In 1918 Balai Poestaka was created to publish books of literary value in Malay and local languages. Malay was taught in schools next to the local language. Prospective civil servants were obliged to study the language and customs of the region they were to work in. Training was given in Leiden, in the Netherlands. Native Indonesians also came to realize the importance of their national culture in awakening nationalism, part of a general contemporary phenomenon in Asia. This nationalism was pioneered by Budi Utomo in 1908 in the STOVIA, whose building, the School for Javanese Doctors, is converted into a museum today.

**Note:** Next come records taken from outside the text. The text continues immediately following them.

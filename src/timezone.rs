// SPDX-FileCopyrightText: 2025-2026 Zexin Yuan <aim@yzx9.xyz>
//
// SPDX-License-Identifier: Apache-2.0

//! Timezone identifier resolution.
//!
//! Properties never interpret a `TZID` value themselves: resolution of an
//! identifier to offset rules goes through a [`TimezoneRegistry`], injected
//! per build session. The registry is shared read-only across concurrent
//! build sessions, hence the `Send + Sync` bound.

use std::fmt;

use jiff::tz::TimeZone;

/// Resolves timezone identifiers to offset rules.
///
/// Implementations must be safe for concurrent read-only lookups; the core
/// never mutates a registry.
pub trait TimezoneRegistry: fmt::Debug + Send + Sync {
    /// Resolve `tz_id` to its offset rules.
    ///
    /// # Errors
    ///
    /// Returns [`ResolveError`] when the identifier is unknown to this
    /// registry.
    fn resolve(&self, tz_id: &str) -> Result<TimeZone, ResolveError>;
}

/// A timezone identifier was not known to the registry.
#[derive(Debug, Clone, PartialEq, Eq, thiserror::Error)]
#[error("timezone identifier [{tz_id}] is not known to the registry")]
pub struct ResolveError {
    /// The identifier that failed to resolve.
    pub tz_id: String,
}

/// Registry backed by the IANA timezone database shipped with jiff.
///
/// This is the registry every [`DateProperty`](crate::DateProperty) starts
/// with until a build session injects another one.
#[derive(Debug, Clone, Copy, Default)]
pub struct IanaTimezoneRegistry;

impl TimezoneRegistry for IanaTimezoneRegistry {
    fn resolve(&self, tz_id: &str) -> Result<TimeZone, ResolveError> {
        TimeZone::get(tz_id).map_err(|_| ResolveError {
            tz_id: tz_id.to_string(),
        })
    }
}

#[cfg(test)]
mod tests {
    use super::*;

    #[test]
    fn resolves_iana_identifier() {
        let registry = IanaTimezoneRegistry;
        let tz = registry.resolve("America/New_York").unwrap();
        assert_eq!(tz.iana_name(), Some("America/New_York"));
    }

    #[test]
    fn rejects_unknown_identifier() {
        let registry = IanaTimezoneRegistry;
        let err = registry.resolve("Nowhere/Nope").unwrap_err();
        assert_eq!(err.tz_id, "Nowhere/Nope");
    }
}
use serde::{Deserialize, Serialize};
use uuid::Uuid;

/// A contact as the record store exposes it to resolution. The store owns
/// the rest of the CRM surface; this is the slice the engine reads.
#[derive(Debug, Clone, PartialEq, Eq, Serialize, Deserialize)]
pub struct PersonRecord {
	pub id: Uuid,
	pub name: String,
	pub notes: Option<String>,
	pub email: Option<String>,
	pub phone_number: Option<String>,
}

#[derive(Debug, Clone, PartialEq, Eq, Serialize, Deserialize)]
pub struct TagRecord {
	pub id: Uuid,
	pub name: String,
	pub category: String,
}

/// One dated notebook entry for a person. `entry_date` is an ISO `YYYY-MM-DD`
/// string; same-day content is appended, newline-joined.
#[derive(Debug, Clone, PartialEq, Eq, Serialize, Deserialize)]
pub struct MemoryEntryRecord {
	pub id: Uuid,
	pub person_id: Uuid,
	pub entry_date: String,
	pub content: String,
}
use kith_config::{Config, validate};

fn example_toml() -> &'static str {
	r#"
[service]
http_bind = "127.0.0.1:8080"
log_level = "info"

[providers.generation]
provider_id = "gemini"
api_base    = "https://generativelanguage.googleapis.com"
api_key     = "key"
path        = "/v1beta/openai/chat/completions"
model       = "gemini-2.0-flash"
temperature = 0.1
timeout_ms  = 30000

[providers.embedding]
provider_id = "openai"
api_base    = "https://api.openai.com"
api_key     = "key"
path        = "/v1/embeddings"
model       = "text-embedding-3-small"
dimensions  = 768
timeout_ms  = 30000

[narrative]

[resolver]
strategy          = "tiered"
detect_duplicates = true
"#
}

fn parse(raw: &str) -> Config {
	toml::from_str(raw).expect("config should parse")
}

#[test]
fn example_config_parses_and_validates() {
	let cfg = parse(example_toml());

	assert!(validate(&cfg).is_ok());
	assert_eq!(cfg.providers.generation.max_retries, 5);
	assert_eq!(cfg.narrative.max_chars, 1000);
	assert_eq!(cfg.narrative.confidence_threshold, 0.5);
	assert_eq!(cfg.resolver.duplicate_threshold, 0.85);
}

#[test]
fn rejects_unknown_resolver_strategy() {
	let raw = example_toml().replace("strategy          = \"tiered\"", "strategy          = \"soundex\"");
	let cfg = parse(&raw);

	let err = validate(&cfg).expect_err("strategy should be rejected");

	assert!(err.to_string().contains("resolver.strategy"));
}

#[test]
fn rejects_out_of_range_confidence_threshold() {
	let raw = example_toml().replace("[narrative]", "[narrative]\nconfidence_threshold = 1.5");
	let cfg = parse(&raw);

	let err = validate(&cfg).expect_err("threshold should be rejected");

	assert!(err.to_string().contains("confidence_threshold"));
}

#[test]
fn rejects_blank_api_key() {
	let raw = example_toml().replacen("api_key     = \"key\"", "api_key     = \" \"", 1);
	let cfg = parse(&raw);

	let err = validate(&cfg).expect_err("blank key should be rejected");

	assert!(err.to_string().contains("api_key"));
}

Modern technology and cultural change leads to disappearance of indigenous handicrafts. There was no longer a market for plait-work, textiles, earthenware, and brass, silver and gold objects. The result was a gradual process of cultural impoverishment. A need for money forced people to sell their heirlooms on the market, and many objects that should have been kept in Indonesia found their way to foreign countries. This condition prompted the building of the Sana Budaya Museum in Yogyakarta in 1935. Dr. F. D. K. Bosch, then Head of the Archaeology Service, and now Museum Director of the Batavia Society, first referred to cultural impoverishment, and the need for historical and cultural museums, to encourage people to appreciate their own products and to improve the quality of their handicrafts.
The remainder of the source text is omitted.